▶ _Goal of the exercise_: Type out the entries below again, character for character.

(Saved data entries)
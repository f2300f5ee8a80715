use serde::Serialize;
use serde_json::Value;

use crate::error::{Result, ZpError};
use crate::relay::envelope::{OperationKind, RequestEnvelope};
use crate::relay::extract;
use crate::relay::result::{CanonicalResult, ExpectedShape};
use crate::relay::transport::HttpTransport;
use crate::zhipu::client::{Endpoint, ZhipuClient, require_one_of, require_text, unexpected};

pub const DEFAULT_MODEL: &str = "glm-4-plus";
pub const ROLES: &[&str] = &["system", "user", "assistant"];

#[derive(Debug, Clone, PartialEq, Eq, Serialize)]
pub struct ChatMessage {
    pub role: String,
    pub content: String,
}

impl ChatMessage {
    pub fn new(role: impl Into<String>, content: impl Into<String>) -> Self {
        Self {
            role: role.into(),
            content: content.into(),
        }
    }

    pub fn user(content: impl Into<String>) -> Self {
        Self::new("user", content)
    }
}

/// Messages to count, in conversation order.
pub fn tokenizer_request(messages: &[ChatMessage], model: Option<&str>) -> Result<RequestEnvelope> {
    if messages.is_empty() {
        return Err(ZpError::InvalidInput(
            "at least one message is required".to_string(),
        ));
    }
    let mut builder =
        RequestEnvelope::builder(OperationKind::Tokenizer).model(model.unwrap_or(DEFAULT_MODEL));
    let mut wire = Vec::with_capacity(messages.len());
    for message in messages {
        require_one_of(&message.role, ROLES, "message role")?;
        let content = require_text(&message.content, "message content")?;
        builder = builder.text(content);
        wire.push(ChatMessage::new(message.role.as_str(), content));
    }

    // A lone user message is the envelope's default rendering.
    if !matches!(wire.as_slice(), [only] if only.role == "user") {
        let wire = serde_json::to_value(&wire)?;
        builder = builder.tunable("messages", wire);
    }
    builder.build()
}

#[derive(Debug, Clone, PartialEq, Eq, Serialize)]
pub struct TokenUsage {
    pub model: String,
    pub prompt_tokens: u64,
    #[serde(skip_serializing_if = "Option::is_none")]
    pub request_id: Option<String>,
}

impl<T: HttpTransport> ZhipuClient<T> {
    pub fn tokenize(&self, messages: &[ChatMessage], model: Option<&str>) -> Result<TokenUsage> {
        let envelope = tokenizer_request(messages, model)?;
        let value = self.execute_json(&envelope, Endpoint::Tokenizer)?;
        match extract::extract_json(&value, ExpectedShape::TokenCount) {
            CanonicalResult::TokenCount { prompt_tokens } => Ok(TokenUsage {
                model: envelope.model().unwrap_or(DEFAULT_MODEL).to_string(),
                prompt_tokens,
                request_id: value
                    .get("request_id")
                    .or_else(|| value.get("id"))
                    .and_then(Value::as_str)
                    .map(str::to_string),
            }),
            other => Err(unexpected(other, ExpectedShape::TokenCount)),
        }
    }

    /// Token count of `text` sent as a single message with `role`.
    pub fn count_tokens(&self, text: &str, role: &str, model: Option<&str>) -> Result<u64> {
        let usage = self.tokenize(&[ChatMessage::new(role, text)], model)?;
        Ok(usage.prompt_tokens)
    }

    pub fn count_tokens_for_messages(
        &self,
        messages: &[ChatMessage],
        model: Option<&str>,
    ) -> Result<u64> {
        Ok(self.tokenize(messages, model)?.prompt_tokens)
    }
}

#[cfg(test)]
mod tests {
    use serde_json::json;

    use super::*;
    use crate::relay::transport::RequestBody;
    use crate::relay::transport::testing::{ScriptedTransport, json_reply, status_reply};
    use crate::zhipu::client::testing::scripted_client;

    fn json_body(envelope: &RequestEnvelope) -> Value {
        match envelope.body() {
            RequestBody::Json(value) => value,
            other => panic!("tokenizer body should be JSON, got {other:?}"),
        }
    }

    #[test]
    fn single_user_message_body() {
        let envelope =
            tokenizer_request(&[ChatMessage::user("hello")], None).expect("envelope should build");
        let body = json_body(&envelope);
        assert_eq!(body["model"], DEFAULT_MODEL);
        assert_eq!(body["messages"], json!([{ "role": "user", "content": "hello" }]));
    }

    #[test]
    fn conversation_keeps_roles_and_order() {
        let messages = [
            ChatMessage::new("system", "You are a helpful assistant."),
            ChatMessage::user("Tell me about AI development."),
            ChatMessage::new("assistant", "AI has evolved significantly."),
        ];
        let body = json_body(&tokenizer_request(&messages, Some("glm-4")).expect("should build"));

        assert_eq!(body["model"], "glm-4");
        assert_eq!(body["messages"].as_array().map(Vec::len), Some(3));
        assert_eq!(body["messages"][0]["role"], "system");
        assert_eq!(body["messages"][2]["content"], "AI has evolved significantly.");
    }

    #[test]
    fn bad_roles_and_blank_content_are_rejected() {
        assert!(tokenizer_request(&[], None).is_err());
        assert!(tokenizer_request(&[ChatMessage::new("tool", "x")], None).is_err());
        assert!(tokenizer_request(&[ChatMessage::user("  ")], None).is_err());
    }

    #[test]
    fn counts_come_from_prompt_usage() {
        let client = scripted_client(ScriptedTransport::new().route(
            "/tokenizer",
            vec![
                status_reply(503),
                json_reply(200, json!({ "id": "tok_9", "usage": { "prompt_tokens": 21 } })),
                json_reply(200, json!({ "usage": { "prompt_tokens": 4 } })),
            ],
        ));

        let usage = client
            .tokenize(&[ChatMessage::user("What opportunities lie ahead?")], None)
            .expect("retry should recover");
        assert_eq!(usage.prompt_tokens, 21);
        assert_eq!(usage.request_id.as_deref(), Some("tok_9"));

        assert_eq!(client.count_tokens("hi", "user", None).expect("count"), 4);
        let seen = client.transport().inner().seen();
        assert_eq!(seen.len(), 3);
        assert!(seen[0].url.ends_with("/api/paas/v4/tokenizer"));
    }

    #[test]
    fn missing_usage_is_unmatched() {
        let client = scripted_client(
            ScriptedTransport::new().route("/tokenizer", vec![json_reply(200, json!({ "id": "x" }))]),
        );
        let err = client
            .count_tokens_for_messages(&[ChatMessage::user("hi")], None)
            .expect_err("no usage block");
        assert!(matches!(err, ZpError::Unmatched(_)));
    }
}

▶ _Written response_:
repository f2300f5ee8a80715
use serde::Serialize;
use serde_json::Value;

use crate::error::{Result, ZpError};
use crate::relay::envelope::{OperationKind, RequestEnvelope};
use crate::relay::extract;
use crate::relay::result::{CanonicalResult, ExpectedShape};
use crate::relay::transport::HttpTransport;
use crate::zhipu::client::{Endpoint, ZhipuClient, require_one_of, require_text, unexpected};

pub const DEFAULT_MODEL: &str = "glm-4-plus";
pub const ROLES: &[&str] = &["system", "user", "assistant"];

#[derive(Debug, Clone, PartialEq, Eq, Serialize)]
pub struct ChatMessage {
    pub role: String,
    pub content: String,
}

impl ChatMessage {
    pub fn new(role: impl Into<String>, content: impl Into<String>) -> Self {
        Self {
            role: role.into(),
            content: content.into(),
        }
    }

    pub fn user(content: impl Into<String>) -> Self {
        Self::new("user", content)
    }
}

/// Messages to count, in conversation order.
pub fn tokenizer_request(messages: &[ChatMessage], model: Option<&str>) -> Result<RequestEnvelope> {
    if messages.is_empty() {
        return Err(ZpError::InvalidInput(
            "at least one message is required".to_string(),
        ));
    }
    let mut builder =
        RequestEnvelope::builder(OperationKind::Tokenizer).model(model.unwrap_or(DEFAULT_MODEL));
    let mut wire = Vec::with_capacity(messages.len());
    for message in messages {
        require_one_of(&message.role, ROLES, "message role")?;
        let content = require_text(&message.content, "message content")?;
        builder = builder.text(content);
        wire.push(ChatMessage::new(message.role.as_str(), content));
    }

    // A lone user message is the envelope's default rendering.
    if !matches!(wire.as_slice(), [only] if only.role == "user") {
        let wire = serde_json::to_value(&wire)?;
        builder = builder.tunable("messages", wire);
    }
    builder.build()
}

#[derive(Debug, Clone, PartialEq, Eq, Serialize)]
pub struct TokenUsage {
    pub model: String,
    pub prompt_tokens: u64,
    #[serde(skip_serializing_if = "Option::is_none")]
    pub request_id: Option<String>,
}

impl<T: HttpTransport> ZhipuClient<T> {
    pub fn tokenize(&self, messages: &[ChatMessage], model: Option<&str>) -> Result<TokenUsage> {
        let envelope = tokenizer_request(messages, model)?;
        let value = self.execute_json(&envelope, Endpoint::Tokenizer)?;
        match extract::extract_json(&value, ExpectedShape::TokenCount) {
            CanonicalResult::TokenCount { prompt_tokens } => Ok(TokenUsage {
                model: envelope.model().unwrap_or(DEFAULT_MODEL).to_string(),
                prompt_tokens,
                request_id: value
                    .get("request_id")
                    .or_else(|| value.get("id"))
                    .and_then(Value::as_str)
                    .map(str::to_string),
            }),
            other => Err(unexpected(other, ExpectedShape::TokenCount)),
        }
    }

    /// Token count of `text` sent as a single message with `role`.
    pub fn count_tokens(&self, text: &str, role: &str, model: Option<&str>) -> Result<u64> {
        let usage = self.tokenize(&[ChatMessage::new(role, text)], model)?;
        Ok(usage.prompt_tokens)
    }

    pub fn count_tokens_for_messages(
        &self,
        messages: &[ChatMessage],
        model: Option<&str>,
    ) -> Result<u64> {
        Ok(self.tokenize(messages, model)?.prompt_tokens)
    }
}

#[cfg(test)]
mod tests {
    use serde_json::json;

    use super::*;
    use crate::relay::transport::RequestBody;
    use crate::relay::transport::testing::{ScriptedTransport, json_reply, status_reply};
    use crate::zhipu::client::testing::scripted_client;

    fn json_body(envelope: &RequestEnvelope) -> Value {
        match envelope.body() {
            RequestBody::Json(value) => value,
            other => panic!("tokenizer body should be JSON, got {other:?}"),
        }
    }

    #[test]
    fn single_user_message_body() {
        let envelope =
            tokenizer_request(&[ChatMessage::user("hello")], None).expect("envelope should build");
        let body = json_body(&envelope);
        assert_eq!(body["model"], DEFAULT_MODEL);
        assert_eq!(body["messages"], json!([{ "role": "user", "content": "hello" }]));
    }

    #[test]
    fn conversation_keeps_roles_and_order() {
        let messages = [
            ChatMessage::new("system", "You are a helpful assistant."),
            ChatMessage::user("Tell me about AI development."),
            ChatMessage::new("assistant", "AI has evolved significantly."),
        ];
        let body = json_body(&tokenizer_request(&messages, Some("glm-4")).expect("should build"));

        assert_eq!(body["model"], "glm-4");
        assert_eq!(body["messages"].as_array().map(Vec::len), Some(3));
        assert_eq!(body["messages"][0]["role"], "system");
        assert_eq!(body["messages"][2]["content"], "AI has evolved significantly.");
    }

    #[test]
    fn bad_roles_and_blank_content_are_rejected() {
        assert!(tokenizer_request(&[], None).is_err());
        assert!(tokenizer_request(&[ChatMessage::new("tool", "x")], None).is_err());
        assert!(tokenizer_request(&[ChatMessage::user("  ")], None).is_err());
    }

    #[test]
    fn counts_come_from_prompt_usage() {
        let client = scripted_client(ScriptedTransport::new().route(
            "/tokenizer",
            vec![
                status_reply(503),
                json_reply(200, json!({ "id": "tok_9", "usage": { "prompt_tokens": 21 } })),
                json_reply(200, json!({ "usage": { "prompt_tokens": 4 } })),
            ],
        ));

        let usage = client
            .tokenize(&[ChatMessage::user("What opportunities lie ahead?")], None)
            .expect("retry should recover");
        assert_eq!(usage.prompt_tokens, 21);
        assert_eq!(usage.request_id.as_deref(), Some("tok_9"));

        assert_eq!(client.count_tokens("hi", "user", None).expect("count"), 4);
        let seen = client.transport().inner().seen();
        assert_eq!(seen.len(), 3);
        assert!(seen[0].url.ends_with("/api/paas/v4/tokenizer"));
    }

    #[test]
    fn missing_usage_is_unmatched() {
        let client = scripted_client(
            ScriptedTransport::new().route("/tokenizer", vec![json_reply(200, json!({ "id": "x" }))]),
        );
        let err = client
            .count_tokens_for_messages(&[ChatMessage::user("hi")], None)
            .expect_err("no usage block");
        assert!(matches!(err, ZpError::Unmatched(_)));
    }
}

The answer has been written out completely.